Print out the whole listing below exactly as it is written.

=== Section Start ===

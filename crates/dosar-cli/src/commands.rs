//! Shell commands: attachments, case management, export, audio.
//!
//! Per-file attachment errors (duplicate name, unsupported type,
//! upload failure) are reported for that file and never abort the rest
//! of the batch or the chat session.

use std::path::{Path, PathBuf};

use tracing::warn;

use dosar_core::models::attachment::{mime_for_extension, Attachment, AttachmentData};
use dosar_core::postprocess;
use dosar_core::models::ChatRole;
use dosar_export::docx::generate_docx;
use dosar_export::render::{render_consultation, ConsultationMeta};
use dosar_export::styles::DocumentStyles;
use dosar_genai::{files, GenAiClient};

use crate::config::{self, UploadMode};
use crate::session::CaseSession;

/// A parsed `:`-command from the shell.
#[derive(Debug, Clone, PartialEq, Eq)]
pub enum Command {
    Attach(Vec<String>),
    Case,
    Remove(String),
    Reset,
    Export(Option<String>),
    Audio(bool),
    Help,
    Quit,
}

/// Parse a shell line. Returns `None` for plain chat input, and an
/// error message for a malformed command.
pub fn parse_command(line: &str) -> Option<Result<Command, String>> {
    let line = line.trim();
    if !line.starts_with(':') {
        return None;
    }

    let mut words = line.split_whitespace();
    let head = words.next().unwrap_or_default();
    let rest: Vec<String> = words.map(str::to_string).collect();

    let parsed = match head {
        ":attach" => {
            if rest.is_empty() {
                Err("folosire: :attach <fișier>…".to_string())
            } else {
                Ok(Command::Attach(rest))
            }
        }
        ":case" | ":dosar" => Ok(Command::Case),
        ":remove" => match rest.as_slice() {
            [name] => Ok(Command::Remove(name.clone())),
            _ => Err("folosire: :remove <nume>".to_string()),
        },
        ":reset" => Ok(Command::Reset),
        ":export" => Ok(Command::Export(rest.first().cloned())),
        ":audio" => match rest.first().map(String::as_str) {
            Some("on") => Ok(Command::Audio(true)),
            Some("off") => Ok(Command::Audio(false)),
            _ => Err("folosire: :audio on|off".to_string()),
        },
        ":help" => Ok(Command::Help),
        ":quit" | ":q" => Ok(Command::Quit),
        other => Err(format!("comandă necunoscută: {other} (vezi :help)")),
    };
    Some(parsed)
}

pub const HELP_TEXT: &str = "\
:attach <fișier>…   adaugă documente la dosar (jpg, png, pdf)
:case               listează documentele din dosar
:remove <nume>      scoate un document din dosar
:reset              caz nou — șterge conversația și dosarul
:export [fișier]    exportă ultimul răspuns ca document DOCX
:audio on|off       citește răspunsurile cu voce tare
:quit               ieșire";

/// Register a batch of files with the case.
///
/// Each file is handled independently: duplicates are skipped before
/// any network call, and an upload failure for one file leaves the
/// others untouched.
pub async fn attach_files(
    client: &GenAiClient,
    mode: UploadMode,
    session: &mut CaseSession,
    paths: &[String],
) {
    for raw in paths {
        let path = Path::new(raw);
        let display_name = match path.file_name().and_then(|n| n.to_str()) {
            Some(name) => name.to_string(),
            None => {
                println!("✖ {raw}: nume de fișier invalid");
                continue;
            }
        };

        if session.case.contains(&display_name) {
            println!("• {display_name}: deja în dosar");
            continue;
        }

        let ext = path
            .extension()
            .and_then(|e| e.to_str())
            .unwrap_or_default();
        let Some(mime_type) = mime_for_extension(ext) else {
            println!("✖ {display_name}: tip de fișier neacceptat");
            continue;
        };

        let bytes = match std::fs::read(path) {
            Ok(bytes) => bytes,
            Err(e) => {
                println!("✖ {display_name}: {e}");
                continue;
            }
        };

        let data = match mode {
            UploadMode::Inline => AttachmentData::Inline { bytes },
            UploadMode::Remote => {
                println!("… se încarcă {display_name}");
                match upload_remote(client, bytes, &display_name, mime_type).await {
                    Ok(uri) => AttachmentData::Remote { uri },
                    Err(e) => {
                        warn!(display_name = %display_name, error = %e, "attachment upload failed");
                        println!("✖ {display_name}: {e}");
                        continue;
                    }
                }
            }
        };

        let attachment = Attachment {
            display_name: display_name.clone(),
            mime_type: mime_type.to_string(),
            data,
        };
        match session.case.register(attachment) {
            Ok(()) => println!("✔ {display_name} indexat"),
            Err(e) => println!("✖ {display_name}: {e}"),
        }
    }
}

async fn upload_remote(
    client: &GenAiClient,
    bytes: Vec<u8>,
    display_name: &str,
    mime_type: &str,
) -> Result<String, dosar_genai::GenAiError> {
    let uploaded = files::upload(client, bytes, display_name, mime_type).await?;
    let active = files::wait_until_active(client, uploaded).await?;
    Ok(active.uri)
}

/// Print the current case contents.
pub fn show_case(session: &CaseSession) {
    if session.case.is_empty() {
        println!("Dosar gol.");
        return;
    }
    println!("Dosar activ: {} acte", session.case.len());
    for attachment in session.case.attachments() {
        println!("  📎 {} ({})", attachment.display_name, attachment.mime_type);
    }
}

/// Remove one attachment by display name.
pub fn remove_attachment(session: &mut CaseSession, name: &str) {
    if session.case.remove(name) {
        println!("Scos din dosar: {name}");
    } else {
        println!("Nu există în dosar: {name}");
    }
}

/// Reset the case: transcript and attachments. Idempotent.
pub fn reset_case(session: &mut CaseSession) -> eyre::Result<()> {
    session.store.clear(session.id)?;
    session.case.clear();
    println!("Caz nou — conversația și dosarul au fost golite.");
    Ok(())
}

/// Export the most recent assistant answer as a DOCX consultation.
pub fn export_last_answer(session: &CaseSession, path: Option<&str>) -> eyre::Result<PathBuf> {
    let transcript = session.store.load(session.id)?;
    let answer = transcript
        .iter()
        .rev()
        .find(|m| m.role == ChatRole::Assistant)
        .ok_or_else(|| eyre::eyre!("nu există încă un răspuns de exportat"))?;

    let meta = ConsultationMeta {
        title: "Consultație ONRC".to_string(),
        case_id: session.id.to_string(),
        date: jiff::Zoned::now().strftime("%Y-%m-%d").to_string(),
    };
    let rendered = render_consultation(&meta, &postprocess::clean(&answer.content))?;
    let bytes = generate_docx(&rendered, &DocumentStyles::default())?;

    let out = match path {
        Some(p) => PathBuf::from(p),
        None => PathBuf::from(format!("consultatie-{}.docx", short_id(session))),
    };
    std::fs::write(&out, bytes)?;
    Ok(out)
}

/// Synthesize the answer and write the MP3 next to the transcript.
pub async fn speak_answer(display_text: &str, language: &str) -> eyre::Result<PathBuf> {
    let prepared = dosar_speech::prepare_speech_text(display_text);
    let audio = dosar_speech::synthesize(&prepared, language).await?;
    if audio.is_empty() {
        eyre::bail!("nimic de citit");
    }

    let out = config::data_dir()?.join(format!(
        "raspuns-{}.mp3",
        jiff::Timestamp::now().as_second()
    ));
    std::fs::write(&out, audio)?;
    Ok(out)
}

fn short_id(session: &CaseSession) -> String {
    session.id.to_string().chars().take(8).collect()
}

=== Section End ===

| Task output |
filename crates/dosar-cli/src/commands.rs
//! Shell commands: attachments, case management, export, audio.
//!
//! Per-file attachment errors (duplicate name, unsupported type,
//! upload failure) are reported for that file and never abort the rest
//! of the batch or the chat session.

use std::path::{Path, PathBuf};

use tracing::warn;

use dosar_core::models::attachment::{mime_for_extension, Attachment, AttachmentData};
use dosar_core::postprocess;
use dosar_core::models::ChatRole;
use dosar_export::docx::generate_docx;
use dosar_export::render::{render_consultation, ConsultationMeta};
use dosar_export::styles::DocumentStyles;
use dosar_genai::{files, GenAiClient};

use crate::config::{self, UploadMode};
use crate::session::CaseSession;

/// A parsed `:`-command from the shell.
#[derive(Debug, Clone, PartialEq, Eq)]
pub enum Command {
    Attach(Vec<String>),
    Case,
    Remove(String),
    Reset,
    Export(Option<String>),
    Audio(bool),
    Help,
    Quit,
}

/// Parse a shell line. Returns `None` for plain chat input, and an
/// error message for a malformed command.
pub fn parse_command(line: &str) -> Option<Result<Command, String>> {
    let line = line.trim();
    if !line.starts_with(':') {
        return None;
    }

    let mut words = line.split_whitespace();
    let head = words.next().unwrap_or_default();
    let rest: Vec<String> = words.map(str::to_string).collect();

    let parsed = match head {
        ":attach" => {
            if rest.is_empty() {
                Err("folosire: :attach <fișier>…".to_string())
            } else {
                Ok(Command::Attach(rest))
            }
        }
        ":case" | ":dosar" => Ok(Command::Case),
        ":remove" => match rest.as_slice() {
            [name] => Ok(Command::Remove(name.clone())),
            _ => Err("folosire: :remove <nume>".to_string()),
        },
        ":reset" => Ok(Command::Reset),
        ":export" => Ok(Command::Export(rest.first().cloned())),
        ":audio" => match rest.first().map(String::as_str) {
            Some("on") => Ok(Command::Audio(true)),
            Some("off") => Ok(Command::Audio(false)),
            _ => Err("folosire: :audio on|off".to_string()),
        },
        ":help" => Ok(Command::Help),
        ":quit" | ":q" => Ok(Command::Quit),
        other => Err(format!("comandă necunoscută: {other} (vezi :help)")),
    };
    Some(parsed)
}

pub const HELP_TEXT: &str = "\
:attach <fișier>…   adaugă documente la dosar (jpg, png, pdf)
:case               listează documentele din dosar
:remove <nume>      scoate un document din dosar
:reset              caz nou — șterge conversația și dosarul
:export [fișier]    exportă ultimul răspuns ca document DOCX
:audio on|off       citește răspunsurile cu voce tare
:quit               ieșire";

/// Register a batch of files with the case.
///
/// Each file is handled independently: duplicates are skipped before
/// any network call, and an upload failure for one file leaves the
/// others untouched.
pub async fn attach_files(
    client: &GenAiClient,
    mode: UploadMode,
    session: &mut CaseSession,
    paths: &[String],
) {
    for raw in paths {
        let path = Path::new(raw);
        let display_name = match path.file_name().and_then(|n| n.to_str()) {
            Some(name) => name.to_string(),
            None => {
                println!("✖ {raw}: nume de fișier invalid");
                continue;
            }
        };

        if session.case.contains(&display_name) {
            println!("• {display_name}: deja în dosar");
            continue;
        }

        let ext = path
            .extension()
            .and_then(|e| e.to_str())
            .unwrap_or_default();
        let Some(mime_type) = mime_for_extension(ext) else {
            println!("✖ {display_name}: tip de fișier neacceptat");
            continue;
        };

        let bytes = match std::fs::read(path) {
            Ok(bytes) => bytes,
            Err(e) => {
                println!("✖ {display_name}: {e}");
                continue;
            }
        };

        let data = match mode {
            UploadMode::Inline => AttachmentData::Inline { bytes },
            UploadMode::Remote => {
                println!("… se încarcă {display_name}");
                match upload_remote(client, bytes, &display_name, mime_type).await {
                    Ok(uri) => AttachmentData::Remote { uri },
                    Err(e) => {
                        warn!(display_name = %display_name, error = %e, "attachment upload failed");
                        println!("✖ {display_name}: {e}");
                        continue;
                    }
                }
            }
        };

        let attachment = Attachment {
            display_name: display_name.clone(),
            mime_type: mime_type.to_string(),
            data,
        };
        match session.case.register(attachment) {
            Ok(()) => println!("✔ {display_name} indexat"),
            Err(e) => println!("✖ {display_name}: {e}"),
        }
    }
}

async fn upload_remote(
    client: &GenAiClient,
    bytes: Vec<u8>,
    display_name: &str,
    mime_type: &str,
) -> Result<String, dosar_genai::GenAiError> {
    let uploaded = files::upload(client, bytes, display_name, mime_type).await?;
    let active = files::wait_until_active(client, uploaded).await?;
    Ok(active.uri)
}

/// Print the current case contents.
pub fn show_case(session: &CaseSession) {
    if session.case.is_empty() {
        println!("Dosar gol.");
        return;
    }
    println!("Dosar activ: {} acte", session.case.len());
    for attachment in session.case.attachments() {
        println!("  📎 {} ({})", attachment.display_name, attachment.mime_type);
    }
}

/// Remove one attachment by display name.
pub fn remove_attachment(session: &mut CaseSession, name: &str) {
    if session.case.remove(name) {
        println!("Scos din dosar: {name}");
    } else {
        println!("Nu există în dosar: {name}");
    }
}

/// Reset the case: transcript and attachments. Idempotent.
pub fn reset_case(session: &mut CaseSession) -> eyre::Result<()> {
    session.store.clear(session.id)?;
    session.case.clear();
    println!("Caz nou — conversația și dosarul au fost golite.");
    Ok(())
}

/// Export the most recent assistant answer as a DOCX consultation.
pub fn export_last_answer(session: &CaseSession, path: Option<&str>) -> eyre::Result<PathBuf> {
    let transcript = session.store.load(session.id)?;
    let answer = transcript
        .iter()
        .rev()
        .find(|m| m.role == ChatRole::Assistant)
        .ok_or_else(|| eyre::eyre!("nu există încă un răspuns de exportat"))?;

    let meta = ConsultationMeta {
        title: "Consultație ONRC".to_string(),
        case_id: session.id.to_string(),
        date: jiff::Zoned::now().strftime("%Y-%m-%d").to_string(),
    };
    let rendered = render_consultation(&meta, &postprocess::clean(&answer.content))?;
    let bytes = generate_docx(&rendered, &DocumentStyles::default())?;

    let out = match path {
        Some(p) => PathBuf::from(p),
        None => PathBuf::from(format!("consultatie-{}.docx", short_id(session))),
    };
    std::fs::write(&out, bytes)?;
    Ok(out)
}

/// Synthesize the answer and write the MP3 next to the transcript.
pub async fn speak_answer(display_text: &str, language: &str) -> eyre::Result<PathBuf> {
    let prepared = dosar_speech::prepare_speech_text(display_text);
    let audio = dosar_speech::synthesize(&prepared, language).await?;
    if audio.is_empty() {
        eyre::bail!("nimic de citit");
    }

    let out = config::data_dir()?.join(format!(
        "raspuns-{}.mp3",
        jiff::Timestamp::now().as_second()
    ));
    std::fs::write(&out, audio)?;
    Ok(out)
}

fn short_id(session: &CaseSession) -> String {
    session.id.to_string().chars().take(8).collect()
}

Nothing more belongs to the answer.